Task instructions –
Write down every entry once more, exactly as it reads.

Source data –

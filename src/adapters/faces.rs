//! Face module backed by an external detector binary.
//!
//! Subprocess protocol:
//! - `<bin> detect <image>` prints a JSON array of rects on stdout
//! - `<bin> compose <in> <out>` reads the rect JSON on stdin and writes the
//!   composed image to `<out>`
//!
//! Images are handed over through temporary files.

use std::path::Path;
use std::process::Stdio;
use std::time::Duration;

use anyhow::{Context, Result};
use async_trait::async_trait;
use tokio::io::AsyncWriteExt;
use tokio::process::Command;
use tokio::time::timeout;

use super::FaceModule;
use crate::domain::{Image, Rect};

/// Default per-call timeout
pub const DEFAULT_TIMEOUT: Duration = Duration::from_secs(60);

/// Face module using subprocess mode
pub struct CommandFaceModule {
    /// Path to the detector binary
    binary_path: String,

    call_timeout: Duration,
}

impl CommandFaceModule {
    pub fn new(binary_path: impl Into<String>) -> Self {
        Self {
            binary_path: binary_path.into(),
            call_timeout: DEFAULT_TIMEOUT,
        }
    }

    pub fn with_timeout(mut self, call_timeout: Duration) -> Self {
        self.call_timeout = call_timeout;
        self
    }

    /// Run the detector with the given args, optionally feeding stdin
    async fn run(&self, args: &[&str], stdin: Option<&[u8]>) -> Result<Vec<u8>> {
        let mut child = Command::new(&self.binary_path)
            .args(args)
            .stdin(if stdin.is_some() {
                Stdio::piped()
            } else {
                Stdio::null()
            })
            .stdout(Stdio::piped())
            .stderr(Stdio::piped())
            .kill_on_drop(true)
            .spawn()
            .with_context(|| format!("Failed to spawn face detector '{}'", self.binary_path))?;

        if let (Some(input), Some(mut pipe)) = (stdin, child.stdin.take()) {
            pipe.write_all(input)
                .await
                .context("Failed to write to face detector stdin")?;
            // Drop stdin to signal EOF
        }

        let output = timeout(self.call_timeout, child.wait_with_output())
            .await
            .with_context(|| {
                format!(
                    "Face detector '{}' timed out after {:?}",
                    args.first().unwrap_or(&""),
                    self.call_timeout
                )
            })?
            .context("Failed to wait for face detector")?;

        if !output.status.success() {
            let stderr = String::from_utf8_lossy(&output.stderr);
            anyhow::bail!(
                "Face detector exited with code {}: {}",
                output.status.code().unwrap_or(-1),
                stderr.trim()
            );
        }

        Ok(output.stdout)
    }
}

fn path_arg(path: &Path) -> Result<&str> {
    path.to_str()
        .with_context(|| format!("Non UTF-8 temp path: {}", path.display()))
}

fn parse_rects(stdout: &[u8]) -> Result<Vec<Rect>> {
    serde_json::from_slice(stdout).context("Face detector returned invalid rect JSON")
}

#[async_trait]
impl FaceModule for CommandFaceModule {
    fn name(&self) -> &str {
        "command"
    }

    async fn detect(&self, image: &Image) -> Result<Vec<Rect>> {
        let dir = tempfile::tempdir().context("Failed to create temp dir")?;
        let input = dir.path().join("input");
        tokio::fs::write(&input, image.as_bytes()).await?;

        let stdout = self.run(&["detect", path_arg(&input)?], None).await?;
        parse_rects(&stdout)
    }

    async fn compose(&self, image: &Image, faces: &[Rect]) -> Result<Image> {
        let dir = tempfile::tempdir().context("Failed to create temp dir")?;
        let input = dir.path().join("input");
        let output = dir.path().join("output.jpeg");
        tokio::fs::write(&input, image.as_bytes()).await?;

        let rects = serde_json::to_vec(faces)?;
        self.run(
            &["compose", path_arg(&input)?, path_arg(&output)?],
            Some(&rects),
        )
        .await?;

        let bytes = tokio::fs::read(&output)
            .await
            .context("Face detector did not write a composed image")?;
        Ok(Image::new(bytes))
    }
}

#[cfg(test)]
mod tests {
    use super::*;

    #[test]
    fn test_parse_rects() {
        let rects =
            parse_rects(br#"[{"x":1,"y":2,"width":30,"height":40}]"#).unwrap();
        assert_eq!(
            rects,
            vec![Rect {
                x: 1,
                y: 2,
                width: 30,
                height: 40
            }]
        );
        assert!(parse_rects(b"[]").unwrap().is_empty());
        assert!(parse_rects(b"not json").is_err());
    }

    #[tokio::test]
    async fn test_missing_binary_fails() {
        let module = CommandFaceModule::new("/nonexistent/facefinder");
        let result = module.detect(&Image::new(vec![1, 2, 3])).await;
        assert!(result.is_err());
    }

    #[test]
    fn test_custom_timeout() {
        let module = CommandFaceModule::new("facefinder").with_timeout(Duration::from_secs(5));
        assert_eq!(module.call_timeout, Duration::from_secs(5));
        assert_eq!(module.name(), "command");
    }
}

Finished task –
filename src/adapters/faces.rs
//! Face module backed by an external detector binary.
//!
//! Subprocess protocol:
//! - `<bin> detect <image>` prints a JSON array of rects on stdout
//! - `<bin> compose <in> <out>` reads the rect JSON on stdin and writes the
//!   composed image to `<out>`
//!
//! Images are handed over through temporary files.

use std::path::Path;
use std::process::Stdio;
use std::time::Duration;

use anyhow::{Context, Result};
use async_trait::async_trait;
use tokio::io::AsyncWriteExt;
use tokio::process::Command;
use tokio::time::timeout;

use super::FaceModule;
use crate::domain::{Image, Rect};

/// Default per-call timeout
pub const DEFAULT_TIMEOUT: Duration = Duration::from_secs(60);

/// Face module using subprocess mode
pub struct CommandFaceModule {
    /// Path to the detector binary
    binary_path: String,

    call_timeout: Duration,
}

impl CommandFaceModule {
    pub fn new(binary_path: impl Into<String>) -> Self {
        Self {
            binary_path: binary_path.into(),
            call_timeout: DEFAULT_TIMEOUT,
        }
    }

    pub fn with_timeout(mut self, call_timeout: Duration) -> Self {
        self.call_timeout = call_timeout;
        self
    }

    /// Run the detector with the given args, optionally feeding stdin
    async fn run(&self, args: &[&str], stdin: Option<&[u8]>) -> Result<Vec<u8>> {
        let mut child = Command::new(&self.binary_path)
            .args(args)
            .stdin(if stdin.is_some() {
                Stdio::piped()
            } else {
                Stdio::null()
            })
            .stdout(Stdio::piped())
            .stderr(Stdio::piped())
            .kill_on_drop(true)
            .spawn()
            .with_context(|| format!("Failed to spawn face detector '{}'", self.binary_path))?;

        if let (Some(input), Some(mut pipe)) = (stdin, child.stdin.take()) {
            pipe.write_all(input)
                .await
                .context("Failed to write to face detector stdin")?;
            // Drop stdin to signal EOF
        }

        let output = timeout(self.call_timeout, child.wait_with_output())
            .await
            .with_context(|| {
                format!(
                    "Face detector '{}' timed out after {:?}",
                    args.first().unwrap_or(&""),
                    self.call_timeout
                )
            })?
            .context("Failed to wait for face detector")?;

        if !output.status.success() {
            let stderr = String::from_utf8_lossy(&output.stderr);
            anyhow::bail!(
                "Face detector exited with code {}: {}",
                output.status.code().unwrap_or(-1),
                stderr.trim()
            );
        }

        Ok(output.stdout)
    }
}

fn path_arg(path: &Path) -> Result<&str> {
    path.to_str()
        .with_context(|| format!("Non UTF-8 temp path: {}", path.display()))
}

fn parse_rects(stdout: &[u8]) -> Result<Vec<Rect>> {
    serde_json::from_slice(stdout).context("Face detector returned invalid rect JSON")
}

#[async_trait]
impl FaceModule for CommandFaceModule {
    fn name(&self) -> &str {
        "command"
    }

    async fn detect(&self, image: &Image) -> Result<Vec<Rect>> {
        let dir = tempfile::tempdir().context("Failed to create temp dir")?;
        let input = dir.path().join("input");
        tokio::fs::write(&input, image.as_bytes()).await?;

        let stdout = self.run(&["detect", path_arg(&input)?], None).await?;
        parse_rects(&stdout)
    }

    async fn compose(&self, image: &Image, faces: &[Rect]) -> Result<Image> {
        let dir = tempfile::tempdir().context("Failed to create temp dir")?;
        let input = dir.path().join("input");
        let output = dir.path().join("output.jpeg");
        tokio::fs::write(&input, image.as_bytes()).await?;

        let rects = serde_json::to_vec(faces)?;
        self.run(
            &["compose", path_arg(&input)?, path_arg(&output)?],
            Some(&rects),
        )
        .await?;

        let bytes = tokio::fs::read(&output)
            .await
            .context("Face detector did not write a composed image")?;
        Ok(Image::new(bytes))
    }
}

#[cfg(test)]
mod tests {
    use super::*;

    #[test]
    fn test_parse_rects() {
        let rects =
            parse_rects(br#"[{"x":1,"y":2,"width":30,"height":40}]"#).unwrap();
        assert_eq!(
            rects,
            vec![Rect {
                x: 1,
                y: 2,
                width: 30,
                height: 40
            }]
        );
        assert!(parse_rects(b"[]").unwrap().is_empty());
        assert!(parse_rects(b"not json").is_err());
    }

    #[tokio::test]
    async fn test_missing_binary_fails() {
        let module = CommandFaceModule::new("/nonexistent/facefinder");
        let result = module.detect(&Image::new(vec![1, 2, 3])).await;
        assert!(result.is_err());
    }

    #[test]
    fn test_custom_timeout() {
        let module = CommandFaceModule::new("facefinder").with_timeout(Duration::from_secs(5));
        assert_eq!(module.call_timeout, Duration::from_secs(5));
        assert_eq!(module.name(), "command");
    }
}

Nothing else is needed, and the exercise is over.